One of the most precious Speedmasters, the
blue Snoopy Award. 
A Speedmaster to celebrate the 30th Anniversary of the 1989 Speedmaster Apollo XI Speedmaster which commemorated the 20th anniversary of Apollo XI, the Apollo XI Anniversary Anniversary Speedmaster.

A Speedmaster to mark the 10th Anniversary of the first couple to have sex in orbit, the Eros Speedmaster. Note: This watch may not be safe for work.

A Speedmaster to celebrate Neil Armstrong’s 100th birthday, which will be in 2030. This Speedmaster will be issued in 2020, so you can get yours ten years in advance. It will be reissued again in 2025 and 2030, but these second and third editions won’t be as collectable and valuable. The Armstrong Birthday Speedy will show a moonphase complication along with a dial dotted with candles in place of stars.

A Speedmaster for watch collectors who can’t decide which Speedmaster to get, the Schrodinger's Cat Speedmaster. This Speedmaster will feature a holographic dial that shows a cat at play or a cat that’s dead, depending on the angle at which you look at the watch.

A Speedmaster to mark the successful filming of the movie that made the world believe men walked on the moon, the David Blaine Speedmaster.

A Speedmaster that commemorates the installation of LED lighting at NASA HQ in 2009, the Bright Speedmaster.

A Speedmaster that celebrates the first successful unclogging of a space toilet, the Throne Speedmaster.

A Speedmaster to honor the first American in space, Alan B. Shepard, who didn’t wear a Speedmaster but would have if we had given him one, the Alan B. Shepard Speedmaster.

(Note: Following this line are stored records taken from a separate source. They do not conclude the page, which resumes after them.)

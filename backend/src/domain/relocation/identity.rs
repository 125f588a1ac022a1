//! Request identifiers: the opaque storage id and the human-readable number.

use std::fmt;

use serde::{Deserialize, Serialize};
use uuid::Uuid;

/// Opaque, stable request identifier.
#[derive(Debug, Clone, Copy, PartialEq, Eq, PartialOrd, Ord, Hash, Serialize, Deserialize)]
#[serde(transparent)]
pub struct RequestId(Uuid);

impl RequestId {
    /// Generate a fresh random identifier.
    pub fn random() -> Self {
        Self(Uuid::new_v4())
    }

    /// Wrap an existing UUID.
    pub const fn from_uuid(id: Uuid) -> Self {
        Self(id)
    }

    /// Access the underlying UUID.
    pub const fn as_uuid(&self) -> &Uuid {
        &self.0
    }
}

impl fmt::Display for RequestId {
    fn fmt(&self, f: &mut fmt::Formatter<'_>) -> fmt::Result {
        self.0.fmt(f)
    }
}

impl std::str::FromStr for RequestId {
    type Err = uuid::Error;

    fn from_str(s: &str) -> Result<Self, Self::Err> {
        Uuid::parse_str(s).map(Self)
    }
}

/// Errors returned when a request number is malformed.
#[derive(Debug, Clone, PartialEq, Eq, thiserror::Error)]
pub enum RequestNumberError {
    /// The prefix was empty or contained whitespace.
    #[error("request number prefix must be non-empty and contain no whitespace")]
    InvalidPrefix,
    /// The value did not have the `<prefix>-<year>-<sequence>` shape.
    #[error("request number `{value}` must look like PREFIX-YYYY-NNN")]
    Malformed {
        /// The rejected input.
        value: String,
    },
}

/// Human-readable request number, e.g. `REQ-2024-001`.
///
/// # Examples
/// ```
/// use moveitright::domain::RequestNumber;
///
/// let number = RequestNumber::compose("REQ", 2024, 7).expect("valid prefix");
/// assert_eq!(number.as_str(), "REQ-2024-007");
/// assert_eq!(number.sequence(), 7);
/// let acd = number.with_prefix("ACD").expect("valid prefix");
/// assert_eq!(acd.as_str(), "ACD-2024-007");
/// ```
#[derive(Debug, Clone, PartialEq, Eq, PartialOrd, Ord, Hash, Serialize, Deserialize)]
#[serde(try_from = "String", into = "String")]
pub struct RequestNumber {
    value: String,
    year: i32,
    sequence: u32,
}

impl RequestNumber {
    /// Build a number from its parts; sequences are zero padded to three
    /// digits.
    pub fn compose(prefix: &str, year: i32, sequence: u32) -> Result<Self, RequestNumberError> {
        validate_prefix(prefix)?;
        Ok(Self {
            value: format!("{prefix}-{year:04}-{sequence:03}"),
            year,
            sequence,
        })
    }

    /// Parse a stored number.
    pub fn parse(value: impl Into<String>) -> Result<Self, RequestNumberError> {
        let value = value.into();
        let malformed = || RequestNumberError::Malformed {
            value: value.clone(),
        };
        let mut parts = value.rsplitn(3, '-');
        let sequence_part = parts.next().ok_or_else(malformed)?;
        let year_part = parts.next().ok_or_else(malformed)?;
        let prefix = parts.next().ok_or_else(malformed)?;
        if validate_prefix(prefix).is_err()
            || year_part.len() != 4
            || sequence_part.is_empty()
            || !year_part.bytes().all(|b| b.is_ascii_digit())
            || !sequence_part.bytes().all(|b| b.is_ascii_digit())
        {
            return Err(malformed());
        }
        let year = year_part.parse().map_err(|_| malformed())?;
        let sequence = sequence_part.parse().map_err(|_| malformed())?;
        Ok(Self {
            value,
            year,
            sequence,
        })
    }

    /// Borrow the number as text.
    pub fn as_str(&self) -> &str {
        self.value.as_str()
    }

    /// Calendar year the number was issued in.
    pub fn year(&self) -> i32 {
        self.year
    }

    /// Per-year sequence.
    pub fn sequence(&self) -> u32 {
        self.sequence
    }

    /// The same year and sequence under another prefix (used for the asset
    /// collection document number).
    pub fn with_prefix(&self, prefix: &str) -> Result<Self, RequestNumberError> {
        Self::compose(prefix, self.year, self.sequence)
    }
}

fn validate_prefix(prefix: &str) -> Result<(), RequestNumberError> {
    if prefix.is_empty() || prefix.chars().any(char::is_whitespace) {
        return Err(RequestNumberError::InvalidPrefix);
    }
    Ok(())
}

impl AsRef<str> for RequestNumber {
    fn as_ref(&self) -> &str {
        self.as_str()
    }
}

impl fmt::Display for RequestNumber {
    fn fmt(&self, f: &mut fmt::Formatter<'_>) -> fmt::Result {
        f.write_str(&self.value)
    }
}

impl TryFrom<String> for RequestNumber {
    type Error = RequestNumberError;

    fn try_from(value: String) -> Result<Self, Self::Error> {
        Self::parse(value)
    }
}

impl From<RequestNumber> for String {
    fn from(value: RequestNumber) -> Self {
        value.value
    }
}

#[cfg(test)]
mod tests {
    //! Regression coverage for this module.
    use super::*;
    use rstest::rstest;

    #[rstest]
    #[case("REQ-2024-001", 2024, 1)]
    #[case("REQ-2025-1042", 2025, 1042)]
    #[case("ACME-REQ-2024-017", 2024, 17)]
    fn parses_stored_numbers(#[case] input: &str, #[case] year: i32, #[case] sequence: u32) {
        let number = RequestNumber::parse(input).expect("valid number");
        assert_eq!(number.year(), year);
        assert_eq!(number.sequence(), sequence);
        assert_eq!(number.as_str(), input);
    }

    #[rstest]
    #[case("REQ-24-001")]
    #[case("REQ-2024-")]
    #[case("2024-001")]
    #[case("REQ-2024-00a")]
    #[case("")]
    fn rejects_malformed_numbers(#[case] input: &str) {
        assert!(matches!(
            RequestNumber::parse(input),
            Err(RequestNumberError::Malformed { .. })
        ));
    }

    #[rstest]
    #[case("")]
    #[case("R Q")]
    fn compose_rejects_bad_prefix(#[case] prefix: &str) {
        assert_eq!(
            RequestNumber::compose(prefix, 2024, 1),
            Err(RequestNumberError::InvalidPrefix)
        );
    }

    #[rstest]
    fn serde_uses_plain_string() {
        let number = RequestNumber::compose("REQ", 2024, 12).expect("valid");
        let json = serde_json::to_string(&number).expect("serialize");
        assert_eq!(json, "\"REQ-2024-012\"");
        let parsed: RequestNumber = serde_json::from_str(&json).expect("deserialize");
        assert_eq!(parsed, number);
    }

    #[rstest]
    fn request_id_parses_uuid_text() {
        let id = RequestId::random();
        let parsed: RequestId = id.to_string().parse().expect("uuid");
        assert_eq!(parsed, id);
    }
}
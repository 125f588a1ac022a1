//! Status vocabulary of a relocation request.
//!
//! The labels are stored verbatim; renaming one breaks every stored record,
//! so the wire form is pinned by [`RequestStatus::as_str`] rather than by
//! serde's case conversion.

use std::fmt;

use serde::{Deserialize, Serialize};

/// Error returned when parsing an unknown status label.
#[derive(Debug, Clone, PartialEq, Eq)]
pub struct ParseRequestStatusError {
    /// The unrecognised input value.
    pub input: String,
}

impl fmt::Display for ParseRequestStatusError {
    fn fmt(&self, f: &mut fmt::Formatter<'_>) -> fmt::Result {
        write!(f, "unknown request status: {}", self.input)
    }
}

impl std::error::Error for ParseRequestStatusError {}

/// Where a request sits in its lifecycle.
///
/// # Examples
/// ```
/// use moveitright::domain::RequestStatus;
///
/// let status: RequestStatus = "Pending Admin Transport".parse().expect("known label");
/// assert_eq!(status, RequestStatus::PendingAdminTransport);
/// assert!(status.is_pending());
/// assert!(!status.is_terminal());
/// ```
#[derive(Debug, Clone, Copy, PartialEq, Eq, PartialOrd, Ord, Hash, Serialize, Deserialize)]
#[serde(try_from = "String", into = "String")]
pub enum RequestStatus {
    /// Submitted; waiting for the assigned HOD.
    PendingHodApproval,
    /// HOD approved (ERP vocabulary; not produced by local transitions).
    HodApproved,
    /// Waiting for the assigned asset manager.
    PendingManagerApproval,
    /// Manager approved (ERP vocabulary; not produced by local transitions).
    ManagerApproved,
    /// Fully approved external request, ready for dispatch.
    Approved,
    /// Fully approved internal request waiting for a vehicle.
    PendingAdminTransport,
    /// Internal vehicle and driver assigned.
    TransportArranged,
    /// No internal vehicle; the requester must arrange transport.
    ExternalTransportRequired,
    /// Dispatched and in transit.
    InProgress,
    /// Delivered. Terminal.
    Completed,
    /// Denied by an approver. Terminal.
    Denied,
}

impl RequestStatus {
    /// Every status, in lifecycle order.
    pub const ALL: [Self; 11] = [
        Self::PendingHodApproval,
        Self::HodApproved,
        Self::PendingManagerApproval,
        Self::ManagerApproved,
        Self::Approved,
        Self::PendingAdminTransport,
        Self::TransportArranged,
        Self::ExternalTransportRequired,
        Self::InProgress,
        Self::Completed,
        Self::Denied,
    ];

    /// Statuses that make up the transport administrator's queue.
    pub const TRANSPORT_QUEUE: [Self; 3] = [
        Self::PendingAdminTransport,
        Self::TransportArranged,
        Self::ExternalTransportRequired,
    ];

    /// Returns the stored label.
    pub fn as_str(self) -> &'static str {
        match self {
            Self::PendingHodApproval => "Pending HOD Approval",
            Self::HodApproved => "HOD Approved",
            Self::PendingManagerApproval => "Pending Manager Approval",
            Self::ManagerApproved => "Manager Approved",
            Self::Approved => "Approved",
            Self::PendingAdminTransport => "Pending Admin Transport",
            Self::TransportArranged => "Transport Arranged",
            Self::ExternalTransportRequired => "External Transport Required",
            Self::InProgress => "In Progress",
            Self::Completed => "Completed",
            Self::Denied => "Denied",
        }
    }

    /// `Completed` and `Denied` accept no further transitions.
    pub fn is_terminal(self) -> bool {
        matches!(self, Self::Completed | Self::Denied)
    }

    /// Whether the label reads as pending.
    pub fn is_pending(self) -> bool {
        matches!(
            self,
            Self::PendingHodApproval | Self::PendingManagerApproval | Self::PendingAdminTransport
        )
    }

    /// Whether the label reads as approved (`HOD Approved`,
    /// `Manager Approved`, `Approved`).
    pub fn is_approved_label(self) -> bool {
        matches!(
            self,
            Self::HodApproved | Self::ManagerApproved | Self::Approved
        )
    }

    /// Whether the status belongs to the transport administrator's queue.
    pub fn in_transport_queue(self) -> bool {
        Self::TRANSPORT_QUEUE.contains(&self)
    }
}

impl fmt::Display for RequestStatus {
    fn fmt(&self, f: &mut fmt::Formatter<'_>) -> fmt::Result {
        f.write_str(self.as_str())
    }
}

impl std::str::FromStr for RequestStatus {
    type Err = ParseRequestStatusError;

    fn from_str(s: &str) -> Result<Self, Self::Err> {
        Self::ALL
            .into_iter()
            .find(|status| status.as_str() == s)
            .ok_or_else(|| ParseRequestStatusError {
                input: s.to_owned(),
            })
    }
}

impl TryFrom<String> for RequestStatus {
    type Error = ParseRequestStatusError;

    fn try_from(value: String) -> Result<Self, Self::Error> {
        value.parse()
    }
}

impl From<RequestStatus> for String {
    fn from(value: RequestStatus) -> Self {
        value.as_str().to_owned()
    }
}

/// Error returned when parsing an unknown transport type label.
#[derive(Debug, Clone, PartialEq, Eq)]
pub struct ParseTransportTypeError {
    /// The unrecognised input value.
    pub input: String,
}

impl fmt::Display for ParseTransportTypeError {
    fn fmt(&self, f: &mut fmt::Formatter<'_>) -> fmt::Result {
        write!(f, "unknown transport type: {}", self.input)
    }
}

impl std::error::Error for ParseTransportTypeError {}

/// Who moves the asset.
#[derive(Debug, Clone, Copy, PartialEq, Eq, Hash, Serialize, Deserialize)]
pub enum TransportType {
    /// The internal fleet, allocated by the transport administrator.
    Internal,
    /// An approved external transporter arranged by the requester.
    External,
}

impl TransportType {
    /// Returns the stored label.
    pub fn as_str(self) -> &'static str {
        match self {
            Self::Internal => "Internal",
            Self::External => "External",
        }
    }

    /// Whether this is [`TransportType::Internal`].
    pub fn is_internal(self) -> bool {
        matches!(self, Self::Internal)
    }
}

impl fmt::Display for TransportType {
    fn fmt(&self, f: &mut fmt::Formatter<'_>) -> fmt::Result {
        f.write_str(self.as_str())
    }
}

impl std::str::FromStr for TransportType {
    type Err = ParseTransportTypeError;

    fn from_str(s: &str) -> Result<Self, Self::Err> {
        match s {
            "Internal" => Ok(Self::Internal),
            "External" => Ok(Self::External),
            _ => Err(ParseTransportTypeError {
                input: s.to_owned(),
            }),
        }
    }
}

A Speedmaster to commemorate the first Speedmaster, limited to 5,005 units, the Limited Anniversary Speedmaster. The relief gold medallion at the 9 o’clock position shows the original Speedmaster.

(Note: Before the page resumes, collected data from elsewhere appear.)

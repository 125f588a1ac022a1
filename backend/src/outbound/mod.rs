//! Outbound adapters implementing domain ports.
//!
//! - **memory**: in-process repository, transport catalogue and
//!   notification sinks
//! - **frappe**: ERP workflow vocabulary translation
//! - **seed**: JSON demo fixture that populates the memory adapters
//!
//! Adapters are thin translators between domain types and their
//! infrastructure representation. They contain no business logic.

pub mod frappe;
pub mod memory;
pub mod seed;
impl std::fmt::Display for WorkflowActionKind {
    fn fmt(&self, f: &mut std::fmt::Formatter<'_>) -> std::fmt::Result {
        f.write_str(self.as_str())
    }
}

/// A transition with its resolved payload.
///
/// Transport payloads arrive already resolved against the catalogue, so
/// applying an action never needs I/O.
#[derive(Debug, Clone, PartialEq, Eq)]
pub enum WorkflowAction {
    /// First-line approval; blank comments fall back to
    /// [`DEFAULT_HOD_COMMENT`].
    ApproveAsHod {
        /// Approval comments.
        comments: Option<String>,
    },
    /// First-line denial.
    DenyAsHod {
        /// Required reason.
        reason: String,
    },
    /// Final approval; blank comments fall back to
    /// [`DEFAULT_MANAGER_COMMENT`].
    ApproveAsManager {
        /// Approval comments.
        comments: Option<String>,
    },
    /// Denial by the assigned asset manager.
    DenyAsManager {
        /// Required reason.
        reason: String,
    },
    /// Allocate an internal vehicle.
    AssignInternalTransport(InternalAssignment),
    /// Declare internal transport unavailable.
    MarkTransportUnavailable {
        /// Required reason.
        reason: String,
    },
    /// Record external transport.
    RecordExternalTransport(ExternalTransport),
    /// Return the request to the HOD.
    Resubmit,
    /// Release the asset.
    Dispatch(DispatchDetails),
    /// Confirm delivery.
    Complete,
}

impl WorkflowAction {
    /// The payload-free kind of this action.
    pub fn kind(&self) -> WorkflowActionKind {
        match self {
            Self::ApproveAsHod { .. } => WorkflowActionKind::ApproveAsHod,
            Self::DenyAsHod { .. } => WorkflowActionKind::DenyAsHod,
            Self::ApproveAsManager { .. } => WorkflowActionKind::ApproveAsManager,
            Self::DenyAsManager { .. } => WorkflowActionKind::DenyAsManager,
            Self::AssignInternalTransport(_) => WorkflowActionKind::AssignInternalTransport,
            Self::MarkTransportUnavailable { .. } => WorkflowActionKind::MarkTransportUnavailable,
            Self::RecordExternalTransport(_) => WorkflowActionKind::RecordExternalTransport,
            Self::Resubmit => WorkflowActionKind::Resubmit,
            Self::Dispatch(_) => WorkflowActionKind::Dispatch,
            Self::Complete => WorkflowActionKind::Complete,
        }
    }
}

/// The transition table.
///
/// Returns the status `kind` leads to from `from`, or `None` when the action
/// is not legal there. `HOD Approved` and `Manager Approved` only arrive
/// from the ERP vocabulary; the only action they accept is manager denial.
///
/// # Examples
/// ```
/// use moveitright::domain::workflow::{WorkflowActionKind, next_status};
/// use moveitright::domain::{RequestStatus, TransportType};
///
/// assert_eq!(
///     next_status(
///         RequestStatus::PendingManagerApproval,
///         WorkflowActionKind::ApproveAsManager,
///         TransportType::Internal,
///     ),
///     Some(RequestStatus::PendingAdminTransport),
/// );
/// assert_eq!(
///     next_status(RequestStatus::Denied, WorkflowActionKind::Resubmit, TransportType::Internal),
///     None,
/// );
/// ```
pub fn next_status(
    from: RequestStatus,
    kind: WorkflowActionKind,
    transport_type: TransportType,
) -> Option<RequestStatus> {
    use RequestStatus as S;
    use WorkflowActionKind as K;

    match (kind, from) {
        (K::ApproveAsHod, S::PendingHodApproval) => Some(S::PendingManagerApproval),
        (K::DenyAsHod, S::PendingHodApproval) => Some(S::Denied),
        (K::ApproveAsManager, S::PendingManagerApproval) => Some(match transport_type {
            TransportType::Internal => S::PendingAdminTransport,
            TransportType::External => S::Approved,
        }),
        (K::DenyAsManager, status) if !status.is_terminal() => Some(S::Denied),
        (K::AssignInternalTransport | K::MarkTransportUnavailable, S::PendingAdminTransport)
            if transport_type.is_internal() =>
        {
            Some(match kind {
                K::AssignInternalTransport => S::TransportArranged,
                _ => S::ExternalTransportRequired,
            })
        }
        (K::RecordExternalTransport, S::ExternalTransportRequired) => Some(from),
        (
            K::RecordExternalTransport,
            S::PendingHodApproval | S::PendingManagerApproval | S::Approved,
        ) if !transport_type.is_internal() => Some(from),
        (K::Resubmit, S::ExternalTransportRequired) => Some(S::PendingHodApproval),
        (K::Dispatch, S::TransportArranged | S::Approved) => Some(S::InProgress),
        (K::Complete, S::InProgress) => Some(S::Completed),
        _ => None,
    }
}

The 2028 Sydney Summer Olympics Speedmaster may turn out to be the rarest Speedmaster if the summer Olympics are held in another city.

Friday, October 5, 2018

Wear Your Moonphase Watch or Die

Until there's a day when werewolves no longer roam the earth, the moonphase will continue to be an essential watch complication.

The Christopher Ward Malvern uses the calibre JJ04,
CW's moonphase movement, a modified ETA2836-2.
An excellent werewolf warning watch.
You can buy an accurate mechanical moonphase for under $2,000 or thereabouts, such as the Christopher Ward C1 Grand Malvern Moonphase. The Christopher Ward C1 is accurate enough to reliably warn you when the full moon makes its sinister appearance every month. You don't need an ultra-fancy, multi-century, hyper-accurate moonphase unless you're thinking about the watch’s resale value. (More about moonphase watch accuracy in a moment). But who, seriously, would ever sell a moonphase in a world such as ours, where monsters consume human flesh every full moon?

While a routine moonphase watch is fine for safety, if you want a supremely accurate moonphase (assuming you have cash left over after fortifying your house’s doors and windows against werewolves), the world’s most precise moonphase watch is the Sauterelle a lune Perpetuelle 2M, accurate to less than one day every 2,060,757 years. It's as beautiful as it is expensive: $125,000 buys a lot of silver bullets.

I know what you're thinking: The internet is good enough for telling me when the next full moon will occur, because there are thousands of moonphase websites in each of the world’s 6,500 languages. In addition, everyone living on our werewolf inhabited world almost certainly has a full moon alarm on their phone. (The government is still debating whether to make the full moon alarm mandatory so that phone owners can't ever turn it off.) “Why do I need a moonphase watch?” you ask.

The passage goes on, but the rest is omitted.